Les retraites

Le Monde.fr : Réforme des retraites : la CFDT fait grise mine

Décembre 2019, par infosecusanté

Le Monde.fr : Réforme des retraites : la CFDT fait grise mine

Le syndicat dirigé par Laurent Berger n’a pas obtenu satisfaction sur nombre de ses revendications comme le retrait de l’âge pivot qu’il dénonce depuis des mois.

Par Bertrand Bissuel et Raphaëlle Besse Desmoulières •

Publié le 23/12/2019

L’exécutif a-t-il cherché à « cornériser » la CFDT sur la réforme des retraites ? C’est le drôle de sentiment qui régnait, ces derniers jours, dans les couloirs du premier syndicat de France. « Ce ne sont pas des poètes, s’ils pensent qu’ils peuvent se passer de nous, ils ne s’embêteront pas, explique-t-on à la confédération cédétiste, boulevard de la Villette, à Paris. Et s’ils veulent nous mettre dans le corner, on en sortira. »

Avant les vacances de Noël, la CFDT faisait grise mine. La centrale de Belleville n’a pas obtenu satisfaction sur nombre de ses revendications.
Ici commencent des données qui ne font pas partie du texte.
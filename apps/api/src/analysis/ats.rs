//! Heuristic ATS compatibility scoring.
//!
//! A fixed weighted rubric over the raw resume text plus a section-presence
//! record. Every category is clamped independently, the total is clamped to
//! [0, 100] and rounded to two decimals. The function is total: any input,
//! including empty text, produces a breakdown without errors.

use once_cell::sync::Lazy;
use regex::Regex;
use serde::Serialize;

use crate::analysis::lexicon::SkillLexicon;

static EMAIL_RE: Lazy<Regex> =
    Lazy::new(|| Regex::new(r"[a-z0-9._%+-]+@[a-z0-9.-]+\.\w+").expect("valid email regex"));
static PROFILE_RE: Lazy<Regex> =
    Lazy::new(|| Regex::new(r"linkedin\.com|github\.com").expect("valid profile regex"));
static BULLET_RE: Lazy<Regex> =
    Lazy::new(|| Regex::new(r"\n\s*[-•*]").expect("valid bullet regex"));
static METRIC_RE: Lazy<Regex> = Lazy::new(|| {
    Regex::new(r"\b\d+%|\b\d+\s+(?:users|clients|projects|years|months)\b|\$\d+\b|\b\d+\s+(?:x|times)\b")
        .expect("valid metric regex")
});
static IMAGE_REF_RE: Lazy<Regex> =
    Lazy::new(|| Regex::new(r"\.(png|jpg|jpeg|svg)").expect("valid image regex"));

const MAX_LINE_LEN: usize = 150;

/// Which of the four required resume sections are present in the structured
/// extraction.
#[derive(Debug, Clone, Copy, Default)]
pub struct SectionPresence {
    pub experience: bool,
    pub education: bool,
    pub skills: bool,
    pub projects: bool,
}

impl SectionPresence {
    fn count(&self) -> usize {
        [self.experience, self.education, self.skills, self.projects]
            .iter()
            .filter(|p| **p)
            .count()
    }
}

/// Per-category point values, already clamped, plus the clamped total.
/// Serialized field names are the rubric's public category names.
#[derive(Debug, Clone, PartialEq, Serialize)]
pub struct ScoreBreakdown {
    #[serde(rename = "Section Coverage")]
    pub section_coverage: f64,
    #[serde(rename = "Contact Info")]
    pub contact_info: f64,
    #[serde(rename = "Word Count")]
    pub word_count: f64,
    #[serde(rename = "Bullet Points")]
    pub bullet_points: f64,
    #[serde(rename = "Action + Achievements")]
    pub action_achievements: f64,
    #[serde(rename = "Skills Strength")]
    pub skills_strength: f64,
    #[serde(rename = "Soft Skills & Certs")]
    pub soft_skills_certs: f64,
    #[serde(rename = "Formatting Penalty")]
    pub formatting_penalty: f64,
    #[serde(rename = "Total ATS Score")]
    pub total: f64,
}

/// Scoring result as returned to callers: the breakdown plus the values the
/// surrounding record wraps it with.
#[derive(Debug, Clone, Serialize)]
pub struct AtsReport {
    pub ats_breakdown: ScoreBreakdown,
    pub ats_score: f64,
    pub word_count: usize,
    pub languages: Vec<String>,
}

/// Applies the full rubric. `languages` is the already-detected rendered
/// language list, carried through untouched.
pub fn calculate_ats_score(
    lexicon: &SkillLexicon,
    presence: &SectionPresence,
    text: &str,
    languages: Vec<String>,
) -> AtsReport {
    let lower = text.to_lowercase();

    // Section coverage: +5 per present required section, cap 20.
    let section_coverage = ((presence.count() * 5).min(20)) as f64;

    // Contact info: +5 for an email-shaped match, +5 for a profile URL.
    let mut contact: f64 = 0.0;
    if EMAIL_RE.is_match(&lower) {
        contact += 5.0;
    }
    if PROFILE_RE.is_match(&lower) {
        contact += 5.0;
    }
    let contact_info = contact.min(10.0);

    // Word count: 5 in the [500, 1200] sweet spot, 3 at ≥300, else 0.
    let words = text.split_whitespace().count();
    let word_count_score = if (500..=1200).contains(&words) {
        5.0
    } else if words >= 300 {
        3.0
    } else {
        0.0
    };

    // Bullet density: newline-prefixed -, •, * markers.
    let bullets = BULLET_RE.find_iter(text).count();
    let bullet_points = if bullets >= 10 {
        10.0
    } else if bullets >= 4 {
        5.0
    } else {
        0.0
    };

    // Action verbs ×1, metric mentions ×2, cap 20.
    let actions = lexicon.action_verbs.find_iter(&lower).count();
    let metrics = METRIC_RE.find_iter(&lower).count();
    let action_achievements = ((actions + metrics * 2) as f64).min(20.0);

    // Technical keywords ×1.5, tool keywords ×1.0, cap 30.
    let tech_hits = lexicon
        .tech_keywords
        .iter()
        .filter(|kw| lower.contains(kw.as_str()))
        .count();
    let tool_hits = lexicon
        .tool_keywords
        .iter()
        .filter(|kw| lower.contains(kw.as_str()))
        .count();
    let skills_strength = (tech_hits as f64 * 1.5 + tool_hits as f64).min(30.0);

    // Soft skills cap 2, certification keywords cap 3.
    let soft_hits = lexicon
        .soft_skills
        .iter()
        .filter(|kw| lower.contains(kw.as_str()))
        .count()
        .min(2);
    let cert_hits = lexicon
        .cert_keywords
        .iter()
        .filter(|kw| lower.contains(kw.as_str()))
        .count()
        .min(3);
    let soft_skills_certs = (soft_hits + cert_hits) as f64;

    // Formatting penalty, floored at -5.
    let mut penalty = 0;
    if IMAGE_REF_RE.is_match(&lower) {
        penalty += 2;
    }
    let longest_line = text.split('\n').map(|l| l.chars().count()).max().unwrap_or(0);
    if longest_line > MAX_LINE_LEN {
        penalty += 1;
    }
    let formatting_penalty = -(penalty.min(5) as f64);

    let total = round2(
        (section_coverage
            + contact_info
            + word_count_score
            + bullet_points
            + action_achievements
            + skills_strength
            + soft_skills_certs
            + formatting_penalty)
            .clamp(0.0, 100.0),
    );

    AtsReport {
        ats_breakdown: ScoreBreakdown {
            section_coverage,
            contact_info,
            word_count: word_count_score,
            bullet_points,
            action_achievements,
            skills_strength,
            soft_skills_certs,
            formatting_penalty,
            total,
        },
        ats_score: total,
        word_count: words,
        languages,
    }
}

fn round2(v: f64) -> f64 {
    (v * 100.0).round() / 100.0
}

#[cfg(test)]
mod tests {
    use super::*;

    fn lexicon() -> SkillLexicon {
        SkillLexicon::builtin()
    }

    fn all_sections() -> SectionPresence {
        SectionPresence {
            experience: true,
            education: true,
            skills: true,
            projects: true,
        }
    }

    /// Builds the reference resume: four sections present, email + github
    /// URL, exactly 600 words, 12 bullets, 5 action verbs, 2 metric
    /// mentions, 10 technical keyword hits, 3 tool keyword hits ("github.com"
    /// covers both "git" and "github"), 1 soft-skill hit, 1 cert hit, no
    /// formatting penalty triggers.
    fn reference_text() -> String {
        let mut text = String::new();
        text.push_str("John Doe\n");
        text.push_str("john.doe@example.com | github.com/jdoe\n");
        text.push_str("Engineer with 3 years of backend focus, shipped pipelines 40% faster.\n");
        text.push_str("developed zz zz\n");
        text.push_str("built zz zz\n");
        text.push_str("designed zz zz\n");
        text.push_str("implemented zz zz\n");
        text.push_str("managed zz zz\n");
        text.push_str("python react docker kubernetes terraform redis pandas numpy flask graphql\n");
        text.push_str("linux teamwork scrum\n");
        for _ in 0..12 {
            text.push_str("- zz zz zz\n");
        }
        // Pad to exactly 600 words with neutral filler, 20 per line to keep
        // every line under the long-line threshold.
        let current = text.split_whitespace().count();
        assert!(current < 600);
        let mut remaining = 600 - current;
        while remaining > 0 {
            let chunk = remaining.min(20);
            let line = vec!["zz"; chunk].join(" ");
            text.push_str(&line);
            text.push('\n');
            remaining -= chunk;
        }
        text
    }

    #[test]
    fn test_reference_resume_scores_74() {
        let report = calculate_ats_score(&lexicon(), &all_sections(), &reference_text(), vec![]);
        let b = &report.ats_breakdown;
        assert_eq!(b.section_coverage, 20.0);
        assert_eq!(b.contact_info, 10.0);
        assert_eq!(b.word_count, 5.0);
        assert_eq!(b.bullet_points, 10.0);
        assert_eq!(b.action_achievements, 9.0);
        assert_eq!(b.skills_strength, 18.0);
        assert_eq!(b.soft_skills_certs, 2.0);
        assert_eq!(b.formatting_penalty, 0.0);
        assert_eq!(b.total, 74.00);
        assert_eq!(report.ats_score, 74.00);
        assert_eq!(report.word_count, 600);
    }

    #[test]
    fn test_empty_text_minimum_scores() {
        let report =
            calculate_ats_score(&lexicon(), &SectionPresence::default(), "", vec![]);
        let b = &report.ats_breakdown;
        assert_eq!(b.section_coverage, 0.0);
        assert_eq!(b.contact_info, 0.0);
        assert_eq!(b.word_count, 0.0);
        assert_eq!(b.bullet_points, 0.0);
        assert_eq!(b.action_achievements, 0.0);
        assert_eq!(b.skills_strength, 0.0);
        assert_eq!(b.soft_skills_certs, 0.0);
        assert_eq!(b.formatting_penalty, 0.0);
        assert_eq!(b.total, 0.0);
        assert_eq!(report.word_count, 0);
    }

    #[test]
    fn test_category_caps_hold_for_dense_text() {
        // Repeat a keyword-stuffed block so every counter overshoots its cap.
        let block = "developed built designed implemented managed optimized increased reduced \
                     led collaborated deployed created 10% 20% 30% 40% 50 users 60 clients ";
        let mut text = block.repeat(10);
        for kw in ["python", "java", "react", "docker", "aws", "mysql"] {
            text.push_str(kw);
            text.push(' ');
        }
        text.push_str("leadership communication teamwork certified scrum cisco oracle pmp");
        let presence = all_sections();
        let report = calculate_ats_score(&lexicon(), &presence, &text, vec![]);
        let b = &report.ats_breakdown;
        assert!(b.action_achievements <= 20.0);
        assert!(b.skills_strength <= 30.0);
        assert!(b.soft_skills_certs <= 5.0);
        assert!(b.section_coverage <= 20.0);
        assert!(b.total <= 100.0 && b.total >= 0.0);
    }

    #[test]
    fn test_word_count_bands() {
        let lex = lexicon();
        let p = SectionPresence::default();
        let text_350 = vec!["zz"; 350].join(" ");
        assert_eq!(
            calculate_ats_score(&lex, &p, &text_350, vec![]).ats_breakdown.word_count,
            3.0
        );
        let text_100 = vec!["zz"; 100].join(" ");
        assert_eq!(
            calculate_ats_score(&lex, &p, &text_100, vec![]).ats_breakdown.word_count,
            0.0
        );
        let text_1500 = vec!["zz\n"; 1500].join(" ");
        assert_eq!(
            calculate_ats_score(&lex, &p, &text_1500, vec![]).ats_breakdown.word_count,
            3.0
        );
    }

    #[test]
    fn test_bullet_bands() {
        let lex = lexicon();
        let p = SectionPresence::default();
        let five = "\n- a\n- b\n- c\n• d\n* e";
        assert_eq!(
            calculate_ats_score(&lex, &p, five, vec![]).ats_breakdown.bullet_points,
            5.0
        );
        let two = "\n- a\n- b";
        assert_eq!(
            calculate_ats_score(&lex, &p, two, vec![]).ats_breakdown.bullet_points,
            0.0
        );
    }

    #[test]
    fn test_formatting_penalty_triggers() {
        let lex = lexicon();
        let p = SectionPresence::default();
        let long_line = "z".repeat(151);
        let text = format!("photo.png\n{long_line}");
        let report = calculate_ats_score(&lex, &p, &text, vec![]);
        assert_eq!(report.ats_breakdown.formatting_penalty, -3.0);
        // Total never goes below zero.
        assert_eq!(report.ats_breakdown.total, 0.0);
    }

    #[test]
    fn test_metric_patterns() {
        let lex = lexicon();
        let p = SectionPresence::default();
        let text = "cut costs 15% across 3 projects, saved $500, grew 4 x";
        let report = calculate_ats_score(&lex, &p, text, vec![]);
        // 4 metric matches × 2 = 8
        assert_eq!(report.ats_breakdown.action_achievements, 8.0);
    }

    #[test]
    fn test_languages_carried_through() {
        let langs = vec!["English FLUENT".to_string(), "Tamil".to_string()];
        let report = calculate_ats_score(
            &lexicon(),
            &SectionPresence::default(),
            "",
            langs.clone(),
        );
        assert_eq!(report.languages, langs);
    }

    #[test]
    fn test_breakdown_serializes_with_public_category_names() {
        let report =
            calculate_ats_score(&lexicon(), &SectionPresence::default(), "", vec![]);
        let value = serde_json::to_value(&report.ats_breakdown).unwrap();
        for key in [
            "Section Coverage",
            "Contact Info",
            "Word Count",
            "Bullet Points",
            "Action + Achievements",
            "Skills Strength",
            "Soft Skills & Certs",
            "Formatting Penalty",
            "Total ATS Score",
        ] {
            assert!(value.get(key).is_some(), "missing category {key}");
        }
    }
}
A commencer par le retrait de l’« âge pivot », également appelé « âge d’équilibre », qu’elle dénonce depuis des mois.

« Il n’y a pas de compromis possible sur la base de discussions que le gouvernement a choisie », redit-on dans l’entourage du secrétaire général, Laurent Berger. Celui-ci donne désormais rendez-vous à la rentrée. S’il n’appelle pas à s’associer à la journée d’action du 9 janvier organisée, entre autres, par la CGT et Force ouvrière (FO), il n’est pas question de rester sans rien faire. Il s’agira d’« aller interpeller des parlementaires dès la première semaine de janvier », mais aussi de « proposer aux citoyens de se mobiliser, pourquoi pas un samedi », de manière « festive », a détaillé le numéro un cédétiste, le 20 décembre, sur France Inter. Avec en ligne de mire la présentation, le 22 janvier, du projet de loi en conseil des ministres.
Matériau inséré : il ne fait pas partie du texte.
use axum::{extract::State, Json};
use serde::{Deserialize, Serialize};
use serde_json::Value;

use crate::errors::AppError;
use crate::processing::prompts;
use crate::state::AppState;

const CHAT_SYSTEM: &str =
    "You are a concise assistant for recruiters reviewing candidate resumes.";

#[derive(Deserialize)]
pub struct ChatRequest {
    pub query: String,
    #[serde(default)]
    pub resume_data: Value,
}

#[derive(Serialize)]
pub struct ChatResponse {
    pub response: String,
}

/// POST /api/v1/chat
/// Answers a recruiter question about one already-processed resume.
pub async fn handle_chat(
    State(state): State<AppState>,
    Json(req): Json<ChatRequest>,
) -> Result<Json<ChatResponse>, AppError> {
    if req.query.trim().is_empty() {
        return Err(AppError::Validation("query must not be empty".to_string()));
    }

    let resume_json = serde_json::to_string(&req.resume_data)
        .map_err(|e| AppError::Validation(format!("invalid resume_data: {e}")))?;
    let prompt = prompts::chat_prompt(&resume_json, req.query.trim());

    let response = state
        .llm
        .call(&prompt, CHAT_SYSTEM, 512)
        .await
        .map_err(|e| AppError::Llm(e.to_string()))?;
    let answer = response
        .text()
        .map(str::trim)
        .filter(|t| !t.is_empty())
        .ok_or_else(|| AppError::Llm("model returned an empty answer".to_string()))?
        .to_string();

    Ok(Json(ChatResponse { response: answer }))
}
Basculement dans le camp des contestataires

Favorable depuis plus de dix ans à l’idée d’une réforme universelle des retraites, la CFDT a pourtant basculé dans le camp des contestataires. En cause : le mécanisme de l’âge pivot, assorti d’un malus et d’un bonus, que le gouvernement souhaite mettre en place. Il est, selon M. Berger, profondément injuste, notamment pour les actifs qui ont commencé à travailler jeunes. Et plus encore pour ceux « dans la métallurgie, dans le bâtiment et les travaux publics, dans l’agroalimentaire » qui « en 2022 auront tous leurs trimestres, tout comme il faut », mais « qui seront obligés de travailler en 2022 quatre mois de plus, en 2023 huit mois de plus, en 2024 un an de plus ». Le but de ce mécanisme, prévu pour atteindre 64 ans en 2027, est de remettre les comptes dans le vert.

Pour M. Berger, ce dispositif est « une verrue » qu’il faut retirer au plus vite. Cela fait des mois qu’il répète que sa confédération n’en veut pas et qu’elle mobilisera contre s’il était retenu. Mais rien n’y a fait. Même pas un ultime coup de téléphone entre le président de la République, Emmanuel Macron, et le leader cédétiste, le week-end du 7 décembre.

Quatre jours plus tard, après les annonces du premier ministre, Edouard Philippe, au Conseil économique, social et environnemental, M. Berger laisse éclater sa colère. Le 19 décembre, après un nouveau tour de discussion entre le chef du gouvernement et les partenaires sociaux, l’ancien conseiller en insertion continue à déplorer ce « point qui fâche ».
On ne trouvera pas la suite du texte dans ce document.